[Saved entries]
........
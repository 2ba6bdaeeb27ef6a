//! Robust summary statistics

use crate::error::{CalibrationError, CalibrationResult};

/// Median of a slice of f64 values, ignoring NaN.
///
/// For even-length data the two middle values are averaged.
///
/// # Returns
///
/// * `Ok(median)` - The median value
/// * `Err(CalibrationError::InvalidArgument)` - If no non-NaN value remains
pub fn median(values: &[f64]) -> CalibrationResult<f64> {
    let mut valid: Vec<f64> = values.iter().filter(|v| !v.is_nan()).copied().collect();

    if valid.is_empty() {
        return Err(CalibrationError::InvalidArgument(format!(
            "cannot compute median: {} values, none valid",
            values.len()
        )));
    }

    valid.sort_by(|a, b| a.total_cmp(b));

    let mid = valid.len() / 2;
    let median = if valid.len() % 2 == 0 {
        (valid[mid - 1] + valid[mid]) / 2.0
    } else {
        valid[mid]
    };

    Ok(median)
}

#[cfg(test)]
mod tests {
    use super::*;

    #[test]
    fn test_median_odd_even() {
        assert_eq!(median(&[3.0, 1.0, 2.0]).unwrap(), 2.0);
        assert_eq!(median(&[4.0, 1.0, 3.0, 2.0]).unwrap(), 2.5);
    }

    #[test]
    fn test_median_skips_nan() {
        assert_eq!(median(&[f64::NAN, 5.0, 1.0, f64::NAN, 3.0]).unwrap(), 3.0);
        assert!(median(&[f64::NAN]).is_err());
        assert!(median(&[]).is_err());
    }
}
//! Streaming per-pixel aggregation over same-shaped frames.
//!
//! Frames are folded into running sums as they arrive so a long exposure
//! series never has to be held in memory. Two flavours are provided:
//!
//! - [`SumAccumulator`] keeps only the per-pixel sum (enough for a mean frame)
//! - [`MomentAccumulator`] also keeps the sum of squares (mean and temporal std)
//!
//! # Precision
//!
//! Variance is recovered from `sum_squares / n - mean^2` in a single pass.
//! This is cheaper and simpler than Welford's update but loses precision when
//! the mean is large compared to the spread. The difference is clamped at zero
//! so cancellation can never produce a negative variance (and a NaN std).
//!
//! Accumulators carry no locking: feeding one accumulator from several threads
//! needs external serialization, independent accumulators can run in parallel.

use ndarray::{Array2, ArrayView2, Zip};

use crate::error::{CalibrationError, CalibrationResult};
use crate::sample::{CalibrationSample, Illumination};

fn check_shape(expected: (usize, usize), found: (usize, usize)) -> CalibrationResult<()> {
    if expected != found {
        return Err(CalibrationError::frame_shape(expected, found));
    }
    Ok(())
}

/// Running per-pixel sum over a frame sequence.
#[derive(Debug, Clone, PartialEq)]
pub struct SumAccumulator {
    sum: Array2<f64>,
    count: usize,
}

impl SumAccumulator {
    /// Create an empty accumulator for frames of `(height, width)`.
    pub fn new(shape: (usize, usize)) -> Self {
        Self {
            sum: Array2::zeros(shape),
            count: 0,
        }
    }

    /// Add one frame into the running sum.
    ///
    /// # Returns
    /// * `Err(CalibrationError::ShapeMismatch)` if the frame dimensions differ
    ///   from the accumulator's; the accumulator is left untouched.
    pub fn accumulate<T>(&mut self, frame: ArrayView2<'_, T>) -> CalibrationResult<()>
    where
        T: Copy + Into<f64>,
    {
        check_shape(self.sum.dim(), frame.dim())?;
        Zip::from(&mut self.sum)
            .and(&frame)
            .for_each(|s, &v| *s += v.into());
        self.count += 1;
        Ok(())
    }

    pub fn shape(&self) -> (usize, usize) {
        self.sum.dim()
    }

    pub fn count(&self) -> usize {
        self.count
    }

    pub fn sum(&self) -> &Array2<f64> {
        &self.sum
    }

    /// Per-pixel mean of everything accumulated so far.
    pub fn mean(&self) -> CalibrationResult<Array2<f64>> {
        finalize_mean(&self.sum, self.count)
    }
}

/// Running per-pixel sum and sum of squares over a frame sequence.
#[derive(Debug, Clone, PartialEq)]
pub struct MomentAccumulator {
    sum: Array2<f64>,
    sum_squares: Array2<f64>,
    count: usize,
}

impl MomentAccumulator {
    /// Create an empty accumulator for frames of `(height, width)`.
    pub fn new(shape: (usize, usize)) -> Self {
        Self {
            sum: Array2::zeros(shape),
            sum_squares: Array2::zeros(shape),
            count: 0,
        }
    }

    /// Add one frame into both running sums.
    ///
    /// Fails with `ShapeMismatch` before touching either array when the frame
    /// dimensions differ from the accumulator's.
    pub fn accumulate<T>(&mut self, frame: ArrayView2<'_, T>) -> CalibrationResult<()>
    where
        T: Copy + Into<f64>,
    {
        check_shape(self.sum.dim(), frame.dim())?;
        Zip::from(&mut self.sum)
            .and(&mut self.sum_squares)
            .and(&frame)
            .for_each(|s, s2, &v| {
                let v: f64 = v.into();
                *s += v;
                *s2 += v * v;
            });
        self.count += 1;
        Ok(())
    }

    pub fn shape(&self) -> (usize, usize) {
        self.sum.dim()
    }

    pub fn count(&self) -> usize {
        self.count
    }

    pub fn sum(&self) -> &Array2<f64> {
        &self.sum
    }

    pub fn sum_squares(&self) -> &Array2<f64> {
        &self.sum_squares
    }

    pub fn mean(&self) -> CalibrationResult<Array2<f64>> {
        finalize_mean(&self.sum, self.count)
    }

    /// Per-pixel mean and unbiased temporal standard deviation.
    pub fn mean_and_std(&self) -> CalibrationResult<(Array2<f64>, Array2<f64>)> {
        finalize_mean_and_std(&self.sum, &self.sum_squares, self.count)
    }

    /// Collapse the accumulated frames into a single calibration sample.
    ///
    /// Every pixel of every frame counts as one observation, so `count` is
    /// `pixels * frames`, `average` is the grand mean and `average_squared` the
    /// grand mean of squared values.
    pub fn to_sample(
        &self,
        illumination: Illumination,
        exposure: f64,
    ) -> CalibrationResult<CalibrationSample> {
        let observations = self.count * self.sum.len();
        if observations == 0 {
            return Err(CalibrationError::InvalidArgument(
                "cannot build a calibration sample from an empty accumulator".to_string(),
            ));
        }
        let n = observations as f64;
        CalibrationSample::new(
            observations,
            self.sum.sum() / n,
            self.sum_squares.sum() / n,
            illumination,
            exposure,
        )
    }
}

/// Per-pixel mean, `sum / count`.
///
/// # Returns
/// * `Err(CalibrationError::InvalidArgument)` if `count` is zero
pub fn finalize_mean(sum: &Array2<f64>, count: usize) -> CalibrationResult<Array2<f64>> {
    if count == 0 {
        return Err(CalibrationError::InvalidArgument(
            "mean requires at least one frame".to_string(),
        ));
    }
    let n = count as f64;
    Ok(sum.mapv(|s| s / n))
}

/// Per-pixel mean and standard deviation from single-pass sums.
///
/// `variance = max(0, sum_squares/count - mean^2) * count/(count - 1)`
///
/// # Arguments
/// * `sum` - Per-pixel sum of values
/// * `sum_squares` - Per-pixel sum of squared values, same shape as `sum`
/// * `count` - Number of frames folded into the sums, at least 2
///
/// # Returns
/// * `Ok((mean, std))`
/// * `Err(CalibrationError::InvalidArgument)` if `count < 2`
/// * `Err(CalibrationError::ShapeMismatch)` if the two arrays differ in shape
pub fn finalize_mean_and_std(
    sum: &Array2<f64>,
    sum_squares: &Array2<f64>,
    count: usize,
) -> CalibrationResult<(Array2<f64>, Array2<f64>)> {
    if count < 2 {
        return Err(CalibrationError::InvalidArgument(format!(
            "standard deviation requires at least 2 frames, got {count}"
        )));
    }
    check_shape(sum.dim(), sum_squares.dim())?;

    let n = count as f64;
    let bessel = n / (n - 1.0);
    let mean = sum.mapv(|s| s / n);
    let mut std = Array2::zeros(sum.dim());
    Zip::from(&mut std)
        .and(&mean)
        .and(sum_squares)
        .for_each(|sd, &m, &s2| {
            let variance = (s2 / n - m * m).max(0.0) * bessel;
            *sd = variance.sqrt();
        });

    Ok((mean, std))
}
........
### Assignment
Using the records, report how many lines contain the word "bessel", adding no other text.

### Answer space
2